> YOUR GOAL
How many lines in the data below include the word "anyhow"? State the number alone.

(Stored items)
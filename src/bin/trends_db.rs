//! Database tooling for the trend ingest service.
//!
//! - migrate: apply or list SQL migrations from `db/migrations`
//! - seed: load demo rows from `db/seeds`, optionally wiping first
//! - check: verify connectivity and print server details
//! - ingest: run one ingestion pass from the command line

use anyhow::{Context, Result};
use clap::{Parser, Subcommand};
use std::path::PathBuf;
use std::time::Instant;
use tracing_subscriber::EnvFilter;

use trend_ingest::bucket::to_iso;
use trend_ingest::config::AppConfig;
use trend_ingest::store::migrate::{self, DEFAULT_MIGRATIONS_DIR};
use trend_ingest::store::seed::{self, SeedOutcome, DEFAULT_SEEDS_DIR};
use trend_ingest::store::{CardStore, Database};

#[derive(Parser)]
#[command(name = "trends-db")]
#[command(about = "Schema, seed, and connectivity tooling for the trends database")]
#[command(version)]
struct Cli {
    #[command(subcommand)]
    command: Commands,
}

#[derive(Subcommand)]
enum Commands {
    /// Apply pending migrations or show their status
    Migrate {
        #[command(subcommand)]
        action: Option<MigrateAction>,
        /// Directory holding numbered .sql files
        #[arg(long, default_value = DEFAULT_MIGRATIONS_DIR)]
        dir: PathBuf,
    },

    /// Load seed data
    Seed {
        /// Seed even when cards already has rows
        #[arg(long)]
        force: bool,
        /// Delete all cards and counts before seeding
        #[arg(long)]
        reset: bool,
        /// Only print row counts and a few sample cards
        #[arg(long)]
        summary: bool,
        /// Directory holding seed .sql files
        #[arg(long, default_value = DEFAULT_SEEDS_DIR)]
        dir: PathBuf,
    },

    /// Check database connectivity
    Check,

    /// Run one ingestion pass and print the report
    Ingest,
}

#[derive(Subcommand, Clone, Copy)]
enum MigrateAction {
    /// Apply every pending migration (default)
    Up,
    /// List migrations and whether each is applied
    Status,
}

#[tokio::main]
async fn main() -> Result<()> {
    let _ = dotenvy::dotenv();
    tracing_subscriber::fmt()
        .with_env_filter(
            EnvFilter::try_from_default_env()
                .unwrap_or_else(|_| EnvFilter::new("trend_ingest=info,ingest=info,warn")),
        )
        .compact()
        .init();

    let cli = Cli::parse();
    let cfg = AppConfig::from_env().context("loading configuration")?;
    let db = Database::init(&cfg.database)?;

    let result = match cli.command {
        Commands::Migrate { action, dir } => run_migrate(&db, action.unwrap_or(MigrateAction::Up), &dir).await,
        Commands::Seed {
            force,
            reset,
            summary,
            dir,
        } => run_seed(&db, force, reset, summary, &dir).await,
        Commands::Check => run_check(&db).await,
        Commands::Ingest => run_ingest(&cfg, &db).await,
    };

    db.shutdown().await;
    result
}

async fn run_migrate(db: &Database, action: MigrateAction, dir: &std::path::Path) -> Result<()> {
    match action {
        MigrateAction::Up => {
            let applied = migrate::run_pending(db.pool(), dir).await?;
            if applied.is_empty() {
                println!("No pending migrations.");
            } else {
                for name in &applied {
                    println!("applied {name}");
                }
                println!("{} migration(s) applied.", applied.len());
            }
        }
        MigrateAction::Status => {
            for entry in migrate::status(db.pool(), dir).await? {
                let mark = if entry.applied { "applied" } else { "pending" };
                println!("{:<8} {}", mark, entry.file.filename);
            }
        }
    }
    Ok(())
}

async fn run_seed(
    db: &Database,
    force: bool,
    reset: bool,
    summary_only: bool,
    dir: &std::path::Path,
) -> Result<()> {
    if summary_only {
        print_summary(db).await?;
        return Ok(());
    }

    if reset {
        seed::reset(db.pool()).await?;
        println!("Cleared cards and counts.");
    }

    match seed::run_seeds(db.pool(), dir, force || reset).await? {
        SeedOutcome::Applied(files) => {
            println!("{} seed file(s) applied.", files.len());
            print_summary(db).await?;
        }
        SeedOutcome::SkippedExistingData => {
            println!("Database already has data. Use --force to seed anyway or --reset to start clean.");
        }
    }
    Ok(())
}

async fn print_summary(db: &Database) -> Result<()> {
    let s = seed::summary(db.pool()).await?;
    println!("Row counts:");
    for (table, n) in &s.table_counts {
        println!("  {table:<8} {n}");
    }
    if !s.sample_cards.is_empty() {
        println!("Sample cards:");
        for (title, category, velocity) in &s.sample_cards {
            println!("  {title} [{category}] velocity={velocity}");
        }
    }
    Ok(())
}

async fn run_check(db: &Database) -> Result<()> {
    let started = Instant::now();
    let row: Result<(String, String, String, chrono::DateTime<chrono::Utc>), sqlx::Error> =
        sqlx::query_as(
            "SELECT version(), current_user::text, current_database()::text, NOW()",
        )
        .fetch_one(db.pool())
        .await;

    match row {
        Ok((version, user, database, now)) => {
            println!("Connected in {} ms", started.elapsed().as_millis());
            println!("  version:  {version}");
            println!("  user:     {user}");
            println!("  database: {database}");
            println!("  time:     {}", to_iso(&now));
            Ok(())
        }
        Err(e) => {
            let msg = e.to_string();
            eprintln!("Connection failed after {} ms: {msg}", started.elapsed().as_millis());
            if let Some(hint) = failure_hint(&msg) {
                eprintln!("Hint: {hint}");
            }
            Err(e).context("database connectivity check failed")
        }
    }
}

fn failure_hint(msg: &str) -> Option<&'static str> {
    let m = msg.to_ascii_lowercase();
    if m.contains("password authentication failed") {
        Some("check the user and password in DATABASE_URL")
    } else if m.contains("does not exist") {
        Some("the database or role in DATABASE_URL does not exist")
    } else if m.contains("connection refused") {
        Some("nothing is listening at that host and port; is Postgres running?")
    } else if m.contains("timed out") {
        Some("the server did not answer in time; check network access and firewall rules")
    } else if m.contains("ssl") || m.contains("tls") {
        Some("try adding or removing sslmode=require in DATABASE_URL")
    } else {
        None
    }
}

async fn run_ingest(cfg: &AppConfig, db: &Database) -> Result<()> {
    let store: std::sync::Arc<dyn CardStore> = std::sync::Arc::new(db.clone());
    let ingestor = trend_ingest::build_ingestor(cfg, store)?;
    match ingestor.run().await {
        Ok(report) => {
            println!(
                "Window {} .. {} ({}m)",
                to_iso(&report.window.start),
                to_iso(&report.window.end),
                report.bucket_size_minutes
            );
            println!("  fetched:         {}", report.total_fetched);
            println!("  items written:   {}", report.items_written);
            println!("  metrics written: {}", report.metrics_written);
            println!("  skipped:         {}", report.skipped);
            println!("  failed:          {}", report.failed);
            Ok(())
        }
        Err(failure) => Err(anyhow::Error::new(failure.error)).with_context(|| {
            format!(
                "ingestion for window {} .. {} failed",
                to_iso(&failure.window.start),
                to_iso(&failure.window.end)
            )
        }),
    }
}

> RESPONSE TO THE EXERCISE
2